WHAT IS EXPECTED | Copy out each line containing "Regex" from the entries below.

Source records
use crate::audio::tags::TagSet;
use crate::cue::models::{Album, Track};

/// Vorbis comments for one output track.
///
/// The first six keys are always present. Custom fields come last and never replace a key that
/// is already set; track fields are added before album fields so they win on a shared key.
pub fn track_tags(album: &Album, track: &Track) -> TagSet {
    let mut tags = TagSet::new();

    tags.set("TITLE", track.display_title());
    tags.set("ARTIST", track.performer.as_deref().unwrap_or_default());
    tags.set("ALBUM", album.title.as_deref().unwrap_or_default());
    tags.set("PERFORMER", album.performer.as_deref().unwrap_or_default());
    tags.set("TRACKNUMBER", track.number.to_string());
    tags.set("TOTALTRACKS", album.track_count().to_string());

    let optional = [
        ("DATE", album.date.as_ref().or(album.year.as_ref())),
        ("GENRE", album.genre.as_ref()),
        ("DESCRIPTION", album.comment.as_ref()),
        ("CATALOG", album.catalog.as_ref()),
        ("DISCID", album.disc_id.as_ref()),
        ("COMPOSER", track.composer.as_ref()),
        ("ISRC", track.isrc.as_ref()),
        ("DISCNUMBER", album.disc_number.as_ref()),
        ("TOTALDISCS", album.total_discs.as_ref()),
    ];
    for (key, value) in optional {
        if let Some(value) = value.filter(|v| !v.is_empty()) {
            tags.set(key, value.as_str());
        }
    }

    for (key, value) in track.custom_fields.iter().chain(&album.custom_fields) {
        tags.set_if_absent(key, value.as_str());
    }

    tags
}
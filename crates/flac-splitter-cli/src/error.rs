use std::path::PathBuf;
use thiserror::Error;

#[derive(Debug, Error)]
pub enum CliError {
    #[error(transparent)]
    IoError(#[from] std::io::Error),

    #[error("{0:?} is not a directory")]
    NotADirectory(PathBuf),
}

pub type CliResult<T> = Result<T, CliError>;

==

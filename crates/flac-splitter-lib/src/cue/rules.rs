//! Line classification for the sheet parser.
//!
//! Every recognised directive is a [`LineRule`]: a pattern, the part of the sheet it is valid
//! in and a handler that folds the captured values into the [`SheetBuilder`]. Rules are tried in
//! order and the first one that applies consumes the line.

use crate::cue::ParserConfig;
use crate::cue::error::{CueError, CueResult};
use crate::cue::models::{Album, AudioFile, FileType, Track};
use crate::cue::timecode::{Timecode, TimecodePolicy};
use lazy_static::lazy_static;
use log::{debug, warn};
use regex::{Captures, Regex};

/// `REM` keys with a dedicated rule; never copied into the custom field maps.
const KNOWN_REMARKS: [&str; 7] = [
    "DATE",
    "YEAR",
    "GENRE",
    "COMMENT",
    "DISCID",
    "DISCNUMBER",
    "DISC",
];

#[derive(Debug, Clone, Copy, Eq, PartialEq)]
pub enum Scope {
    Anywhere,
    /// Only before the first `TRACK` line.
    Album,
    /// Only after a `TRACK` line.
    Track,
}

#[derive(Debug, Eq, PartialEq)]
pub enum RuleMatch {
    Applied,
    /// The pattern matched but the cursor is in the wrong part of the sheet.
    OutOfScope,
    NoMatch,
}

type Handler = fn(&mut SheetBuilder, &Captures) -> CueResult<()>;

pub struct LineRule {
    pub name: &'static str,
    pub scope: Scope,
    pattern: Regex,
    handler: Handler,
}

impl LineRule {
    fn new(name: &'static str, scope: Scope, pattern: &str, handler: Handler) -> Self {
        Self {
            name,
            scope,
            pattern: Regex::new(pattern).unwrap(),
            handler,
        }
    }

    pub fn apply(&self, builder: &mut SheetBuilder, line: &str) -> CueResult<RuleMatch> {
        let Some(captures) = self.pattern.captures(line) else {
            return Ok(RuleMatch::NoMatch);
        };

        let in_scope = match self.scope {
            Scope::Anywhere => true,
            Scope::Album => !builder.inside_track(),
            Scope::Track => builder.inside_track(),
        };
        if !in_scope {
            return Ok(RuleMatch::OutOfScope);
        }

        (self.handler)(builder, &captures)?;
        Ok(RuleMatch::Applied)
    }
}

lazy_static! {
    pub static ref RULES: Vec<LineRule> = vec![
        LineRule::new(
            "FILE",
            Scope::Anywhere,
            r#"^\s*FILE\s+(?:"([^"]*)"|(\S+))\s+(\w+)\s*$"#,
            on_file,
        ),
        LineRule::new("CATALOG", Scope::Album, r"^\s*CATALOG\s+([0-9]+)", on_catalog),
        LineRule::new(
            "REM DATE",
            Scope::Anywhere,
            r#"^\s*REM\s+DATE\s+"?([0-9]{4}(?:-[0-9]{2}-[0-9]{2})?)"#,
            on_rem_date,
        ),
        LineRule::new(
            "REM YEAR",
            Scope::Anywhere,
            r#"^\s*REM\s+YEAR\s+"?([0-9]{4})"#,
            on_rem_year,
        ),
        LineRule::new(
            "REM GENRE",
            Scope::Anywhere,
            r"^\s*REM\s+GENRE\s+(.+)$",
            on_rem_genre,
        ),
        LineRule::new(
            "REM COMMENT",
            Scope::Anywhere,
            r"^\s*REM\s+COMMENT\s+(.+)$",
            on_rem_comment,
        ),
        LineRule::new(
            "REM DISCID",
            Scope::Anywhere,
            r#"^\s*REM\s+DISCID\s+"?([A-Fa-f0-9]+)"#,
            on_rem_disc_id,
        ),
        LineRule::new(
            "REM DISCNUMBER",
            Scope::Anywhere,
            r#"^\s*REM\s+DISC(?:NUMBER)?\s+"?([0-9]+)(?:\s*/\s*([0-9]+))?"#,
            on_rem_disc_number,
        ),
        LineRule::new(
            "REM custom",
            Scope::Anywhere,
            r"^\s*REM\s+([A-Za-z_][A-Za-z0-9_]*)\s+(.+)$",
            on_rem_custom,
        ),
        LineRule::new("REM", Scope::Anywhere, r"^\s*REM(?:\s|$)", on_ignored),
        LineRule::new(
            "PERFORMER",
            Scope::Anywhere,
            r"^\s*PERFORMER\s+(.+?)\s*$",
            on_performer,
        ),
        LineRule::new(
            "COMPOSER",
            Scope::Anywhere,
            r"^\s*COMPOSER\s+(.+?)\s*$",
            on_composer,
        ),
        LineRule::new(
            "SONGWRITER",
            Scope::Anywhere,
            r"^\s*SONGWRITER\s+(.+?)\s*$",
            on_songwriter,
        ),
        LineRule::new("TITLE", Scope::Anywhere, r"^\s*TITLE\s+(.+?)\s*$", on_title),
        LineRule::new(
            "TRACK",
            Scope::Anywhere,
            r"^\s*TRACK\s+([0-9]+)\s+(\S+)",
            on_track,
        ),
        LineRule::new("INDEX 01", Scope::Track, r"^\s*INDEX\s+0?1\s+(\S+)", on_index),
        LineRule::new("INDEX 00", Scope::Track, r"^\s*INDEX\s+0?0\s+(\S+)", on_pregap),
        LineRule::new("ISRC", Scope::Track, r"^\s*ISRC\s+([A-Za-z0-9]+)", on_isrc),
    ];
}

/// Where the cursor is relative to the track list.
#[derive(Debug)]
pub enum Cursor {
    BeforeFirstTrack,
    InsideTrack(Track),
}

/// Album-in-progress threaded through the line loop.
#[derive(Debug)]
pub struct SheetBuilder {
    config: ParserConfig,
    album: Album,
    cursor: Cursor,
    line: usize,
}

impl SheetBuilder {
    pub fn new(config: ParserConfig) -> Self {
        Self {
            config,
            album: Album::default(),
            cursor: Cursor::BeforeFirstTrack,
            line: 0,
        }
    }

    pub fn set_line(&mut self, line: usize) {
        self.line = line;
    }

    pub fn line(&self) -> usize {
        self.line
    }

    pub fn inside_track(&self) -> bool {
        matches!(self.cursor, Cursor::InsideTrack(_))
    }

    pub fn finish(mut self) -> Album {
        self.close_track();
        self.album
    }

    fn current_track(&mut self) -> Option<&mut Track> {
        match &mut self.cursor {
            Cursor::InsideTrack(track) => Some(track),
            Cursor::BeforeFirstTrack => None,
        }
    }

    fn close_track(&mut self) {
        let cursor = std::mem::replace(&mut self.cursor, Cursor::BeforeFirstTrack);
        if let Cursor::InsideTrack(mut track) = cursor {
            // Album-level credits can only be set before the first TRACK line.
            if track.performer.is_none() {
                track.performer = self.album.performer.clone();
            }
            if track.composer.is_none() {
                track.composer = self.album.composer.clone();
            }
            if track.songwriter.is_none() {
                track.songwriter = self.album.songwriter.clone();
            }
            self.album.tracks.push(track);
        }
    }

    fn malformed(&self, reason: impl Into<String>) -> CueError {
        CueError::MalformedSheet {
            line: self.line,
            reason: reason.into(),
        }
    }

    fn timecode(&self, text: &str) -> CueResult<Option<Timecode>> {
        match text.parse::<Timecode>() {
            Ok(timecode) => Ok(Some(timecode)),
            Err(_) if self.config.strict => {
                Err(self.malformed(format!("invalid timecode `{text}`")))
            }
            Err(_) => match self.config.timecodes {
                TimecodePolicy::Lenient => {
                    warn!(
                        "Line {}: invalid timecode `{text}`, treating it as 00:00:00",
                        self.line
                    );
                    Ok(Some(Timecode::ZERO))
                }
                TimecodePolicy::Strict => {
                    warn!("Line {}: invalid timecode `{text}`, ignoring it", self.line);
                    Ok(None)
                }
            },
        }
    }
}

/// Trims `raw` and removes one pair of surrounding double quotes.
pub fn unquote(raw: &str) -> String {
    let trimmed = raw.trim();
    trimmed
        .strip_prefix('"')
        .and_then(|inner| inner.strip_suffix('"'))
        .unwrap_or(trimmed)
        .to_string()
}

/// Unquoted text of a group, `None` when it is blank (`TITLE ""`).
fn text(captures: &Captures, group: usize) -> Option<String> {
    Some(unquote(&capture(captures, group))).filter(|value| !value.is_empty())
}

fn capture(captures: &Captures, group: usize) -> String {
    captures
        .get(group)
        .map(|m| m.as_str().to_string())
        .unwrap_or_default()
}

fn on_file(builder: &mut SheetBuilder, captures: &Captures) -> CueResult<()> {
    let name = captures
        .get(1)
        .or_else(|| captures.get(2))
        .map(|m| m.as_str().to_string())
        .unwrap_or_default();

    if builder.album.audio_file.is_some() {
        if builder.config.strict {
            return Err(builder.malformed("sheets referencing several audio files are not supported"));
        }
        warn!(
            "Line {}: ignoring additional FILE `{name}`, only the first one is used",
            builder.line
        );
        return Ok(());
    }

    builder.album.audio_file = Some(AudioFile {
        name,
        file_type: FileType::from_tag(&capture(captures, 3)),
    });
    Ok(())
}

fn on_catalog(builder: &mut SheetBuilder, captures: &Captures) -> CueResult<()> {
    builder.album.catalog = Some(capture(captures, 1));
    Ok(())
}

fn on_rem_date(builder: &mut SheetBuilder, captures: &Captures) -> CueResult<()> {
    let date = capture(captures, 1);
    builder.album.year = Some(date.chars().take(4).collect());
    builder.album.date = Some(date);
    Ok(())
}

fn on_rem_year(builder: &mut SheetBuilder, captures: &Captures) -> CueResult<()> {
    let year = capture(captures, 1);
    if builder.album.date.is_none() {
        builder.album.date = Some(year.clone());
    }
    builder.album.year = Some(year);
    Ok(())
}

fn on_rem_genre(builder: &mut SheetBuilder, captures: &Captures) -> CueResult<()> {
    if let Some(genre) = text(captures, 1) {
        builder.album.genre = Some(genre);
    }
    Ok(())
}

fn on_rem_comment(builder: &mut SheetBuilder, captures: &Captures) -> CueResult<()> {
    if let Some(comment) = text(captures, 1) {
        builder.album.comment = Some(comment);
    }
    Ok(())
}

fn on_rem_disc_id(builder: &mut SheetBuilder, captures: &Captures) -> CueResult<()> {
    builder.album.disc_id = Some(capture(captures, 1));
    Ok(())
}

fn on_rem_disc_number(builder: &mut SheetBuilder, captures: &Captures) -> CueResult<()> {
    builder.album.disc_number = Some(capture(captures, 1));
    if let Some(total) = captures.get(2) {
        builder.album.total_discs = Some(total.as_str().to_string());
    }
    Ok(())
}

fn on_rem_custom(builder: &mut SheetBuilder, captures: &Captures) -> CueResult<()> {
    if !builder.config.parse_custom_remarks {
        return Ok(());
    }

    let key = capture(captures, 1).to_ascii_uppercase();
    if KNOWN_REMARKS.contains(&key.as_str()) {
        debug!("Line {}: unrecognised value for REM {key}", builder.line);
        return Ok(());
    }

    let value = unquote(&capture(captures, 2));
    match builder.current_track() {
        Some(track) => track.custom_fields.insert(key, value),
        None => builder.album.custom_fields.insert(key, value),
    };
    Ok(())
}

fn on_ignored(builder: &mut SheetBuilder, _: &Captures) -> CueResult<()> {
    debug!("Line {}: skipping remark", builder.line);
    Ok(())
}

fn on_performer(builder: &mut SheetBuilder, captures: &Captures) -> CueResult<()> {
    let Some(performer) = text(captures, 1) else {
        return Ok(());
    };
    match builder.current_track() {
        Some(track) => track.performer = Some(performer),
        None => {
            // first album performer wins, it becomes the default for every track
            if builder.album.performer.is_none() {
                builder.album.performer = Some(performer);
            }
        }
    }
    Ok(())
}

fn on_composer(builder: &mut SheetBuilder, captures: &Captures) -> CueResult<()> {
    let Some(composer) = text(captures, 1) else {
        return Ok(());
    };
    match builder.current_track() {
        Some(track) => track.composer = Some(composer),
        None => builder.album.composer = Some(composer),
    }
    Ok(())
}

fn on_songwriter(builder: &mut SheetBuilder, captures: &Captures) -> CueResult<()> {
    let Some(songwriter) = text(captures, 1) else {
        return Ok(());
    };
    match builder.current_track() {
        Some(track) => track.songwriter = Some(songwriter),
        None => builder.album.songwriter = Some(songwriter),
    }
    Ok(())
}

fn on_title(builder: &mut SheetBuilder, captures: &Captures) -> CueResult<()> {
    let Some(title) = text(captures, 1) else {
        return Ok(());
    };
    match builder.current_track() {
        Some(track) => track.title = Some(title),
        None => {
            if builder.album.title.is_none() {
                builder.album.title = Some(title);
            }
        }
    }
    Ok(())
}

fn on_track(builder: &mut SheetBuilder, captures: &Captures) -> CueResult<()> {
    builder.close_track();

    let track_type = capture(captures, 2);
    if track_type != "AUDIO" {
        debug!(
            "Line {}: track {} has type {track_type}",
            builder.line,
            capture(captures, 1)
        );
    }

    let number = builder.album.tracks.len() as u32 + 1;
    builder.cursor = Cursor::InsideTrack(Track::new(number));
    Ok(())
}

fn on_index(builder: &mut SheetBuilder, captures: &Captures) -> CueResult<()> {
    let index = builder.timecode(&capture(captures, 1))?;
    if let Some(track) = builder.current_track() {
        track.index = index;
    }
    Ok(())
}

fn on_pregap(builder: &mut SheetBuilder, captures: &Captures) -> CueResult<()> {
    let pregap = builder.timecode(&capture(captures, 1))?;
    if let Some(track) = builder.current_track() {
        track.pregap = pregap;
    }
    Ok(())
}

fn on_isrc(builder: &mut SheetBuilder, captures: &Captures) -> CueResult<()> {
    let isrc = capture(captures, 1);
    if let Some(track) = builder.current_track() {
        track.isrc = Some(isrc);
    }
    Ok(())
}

EXERCISE SOLUTION |
use regex::{Captures, Regex};
    pattern: Regex,
            pattern: Regex::new(pattern).unwrap(),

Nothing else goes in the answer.